**Aim of the exercise:** Filter the records below for the word "Role". Keep each line that has it.

[Saved entries]
····················

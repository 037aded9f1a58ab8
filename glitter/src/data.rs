use bytemuck::{Pod, Zeroable};

#[repr(C)]
#[derive(Clone, Copy, Debug, PartialEq, Pod, Zeroable)]
pub struct Vertex {
    pub position: [f32; 3],
    pub color: [f32; 3],
}

pub const POSITION_COMPONENTS: u32 = 3;
pub const COLOR_COMPONENTS: u32 = 3;

pub const VERTEX_STRIDE: u32 = std::mem::size_of::<Vertex>() as u32;
pub const POSITION_OFFSET: u32 = std::mem::offset_of!(Vertex, position) as u32;
pub const COLOR_OFFSET: u32 = std::mem::offset_of!(Vertex, color) as u32;

#[rustfmt::skip]
pub static TRIANGLE_VERTICES: [Vertex; 3] = [
    Vertex { position: [ 0.5, -0.5, 0.0], color: [0.8, 0.0, 0.0] },
    Vertex { position: [-0.5, -0.5, 0.0], color: [0.5, 1.0, 0.5] },
    Vertex { position: [ 0.0,  0.5, 0.0], color: [0.2, 0.6, 0.6] },
];

/// The triangle as the flat, interleaved float array uploaded to the GPU.
pub fn triangle_floats() -> &'static [f32] {
    bytemuck::cast_slice(&TRIANGLE_VERTICES)
}
use serde::{Deserialize, Serialize};
use ts_rs::TS;
use uuid::Uuid;

pub type PlayerId = Uuid;

#[derive(Debug, Clone, Copy, PartialEq, Eq, Serialize, Deserialize, TS)]
#[ts(export)]
#[serde(rename_all = "lowercase")]
pub enum Role {
    Drawer,
    Guesser,
}

#[derive(Debug, Clone, PartialEq, Serialize, Deserialize, TS)]
#[ts(export)]
pub struct Player {
    pub id: PlayerId,
    pub username: String,
    pub score: u32,
    pub role: Role,
    pub has_drawn: bool,
    pub won_turn: bool,
    pub joined_at: i64, // unix millis, ordering key for drawer selection
}

impl Player {
    pub fn new(id: PlayerId, username: String, joined_at: i64) -> Self {
        Self {
            id,
            username,
            score: 0,
            role: Role::Guesser,
            has_drawn: false,
            won_turn: false,
            joined_at,
        }
    }
}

····················

**Your solution:**
pub enum Role {
    pub role: Role,
            role: Role::Guesser,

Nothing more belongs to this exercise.